Vous vous effrayez donc à tort de la difficulté de rechercher quel est le véritable auteur d’une invention : la loi, telle qu’elle existe, voudrait disséquer les cerveaux des inventeurs pour y chercher le germe de leur invention, comme Maupertuis voulait disséquer des têtes de patagons pour y voir la nature de l’âme ; or les deux choses étant impossibles, que la loi cesse donc de courir après une chimère irréalisable ; qu’elle n’essaye pas de suivre la série des idées ; ce ne sont pas elles qu’elles doivent breveter : une idée ? Quid ? — Quelque chose d’immatériel. Vous ne pouvez la saisir que quand elle est traduite.

Pour le peintre, elle se traduit par le tableau ; pour le littérateur, par le livre ; pour l’inventeur, par la machine.

C’est celle-ci que vous devez breveter ; c’est la réalisation de l’idée et non l’idée.

Tant qu’elle n’est pas formulée, elle n’existe qu’à l’étal de rêve.

Elle n’est qu’un embryon, et un embryon ne naît pas viable ; il faut qu’il devienne fœtus.

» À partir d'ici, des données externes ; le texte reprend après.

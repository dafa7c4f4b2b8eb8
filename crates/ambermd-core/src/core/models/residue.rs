use super::ids::{AtomId, ChainId};

/// A residue as read from a structure file. Atoms keep their file order.
#[derive(Debug, Clone, PartialEq, Eq)]
pub struct Residue {
    pub number: isize,
    pub name: String,
    pub chain_id: ChainId,
    /// Read from `HETATM` records.
    pub hetero: bool,
    pub(crate) atoms: Vec<AtomId>,
}

impl Residue {
    pub(crate) fn new(number: isize, name: &str, chain_id: ChainId, hetero: bool) -> Self {
        Self {
            number,
            name: name.to_string(),
            chain_id,
            hetero,
            atoms: Vec::new(),
        }
    }

    pub(crate) fn push_atom(&mut self, atom_id: AtomId) {
        self.atoms.push(atom_id);
    }

    pub(crate) fn detach_atom(&mut self, atom_id: AtomId) {
        self.atoms.retain(|&id| id != atom_id);
    }

    pub fn atoms(&self) -> &[AtomId] {
        &self.atoms
    }

    pub fn is_empty(&self) -> bool {
        self.atoms.is_empty()
    }

    /// The residue name as compared against the recognized vocabulary: trimmed
    /// and cut to its first three characters.
    pub fn short_name(&self) -> &str {
        let trimmed = self.name.trim();
        match trimmed.char_indices().nth(3) {
            Some((idx, _)) => &trimmed[..idx],
            None => trimmed,
        }
    }
}

#[cfg(test)]
mod tests {
    use super::*;
    use slotmap::KeyData;

    fn atom_id(n: u64) -> AtomId {
        AtomId::from(KeyData::from_ffi(n))
    }

    fn chain_id() -> ChainId {
        ChainId::from(KeyData::from_ffi(1))
    }

    #[test]
    fn atoms_keep_insertion_order() {
        let mut residue = Residue::new(7, "LIG", chain_id(), true);
        assert!(residue.is_empty());
        residue.push_atom(atom_id(3));
        residue.push_atom(atom_id(1));
        residue.push_atom(atom_id(2));
        assert_eq!(residue.atoms(), &[atom_id(3), atom_id(1), atom_id(2)]);
        assert!(residue.hetero);
    }

    #[test]
    fn detaching_an_unknown_atom_is_a_no_op() {
        let mut residue = Residue::new(1, "HOH", chain_id(), true);
        residue.push_atom(atom_id(10));
        residue.detach_atom(atom_id(11));
        assert_eq!(residue.atoms(), &[atom_id(10)]);
        residue.detach_atom(atom_id(10));
        assert!(residue.is_empty());
    }

    #[test]
    fn short_name_truncates_to_three_characters() {
        assert_eq!(Residue::new(1, "NALA", chain_id(), false).short_name(), "NAL");
        assert_eq!(Residue::new(1, " MOL ", chain_id(), true).short_name(), "MOL");
        assert_eq!(Residue::new(1, "WAT", chain_id(), true).short_name(), "WAT");
        assert_eq!(Residue::new(1, "K", chain_id(), true).short_name(), "K");
    }
}
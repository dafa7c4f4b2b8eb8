pub struct DefaultsConfig {
    pub temperature: f64,
    pub production_ns: u64,
    pub ligand_charge: i32,
    pub ligand_multiplicity: u32,
}

impl Default for DefaultsConfig {
    fn default() -> Self {
        Self {
            temperature: 303.15,
            production_ns: 100,
            ligand_charge: 0,
            ligand_multiplicity: 1,
        }
    }
}
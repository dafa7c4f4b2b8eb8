use super::ids::ResidueId;

#[derive(Debug, Clone, PartialEq, Eq)]
pub struct Chain {
    pub id: char,                        // Chain identifier (e.g., 'A', 'B')
    pub(crate) residues: Vec<ResidueId>, // Ordered list of residue IDs belonging to this chain
}

impl Chain {
    pub(crate) fn new(id: char) -> Self {
        Self {
            id,
            residues: Vec::new(),
        }
    }

    pub fn residues(&self) -> &[ResidueId] {
        &self.residues
    }
}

Aussi est-ce avec raison que M. Dumery dit fort bien :

« Une nation véritablement industrielle considère la cause ou l’origine comme l’accessoire, et, pour elle, le principal c’est le résultat palpable, c’est le progrès réalisé, converti en travail manufacturier. »

Soyons donc franchement matérialiste ; ne faisons pas d’idéologie pour une chose toute matérielle. Quel est le but de l’industrie ? Faire jouir l’homme.

Mettons donc un peu de côté l’idée première , et encourageons surtout celui-là qui, s’en emparant, la matérialise par l’exécution matérielle. C’est réellement celui-ci qui rend le plus de services à la société.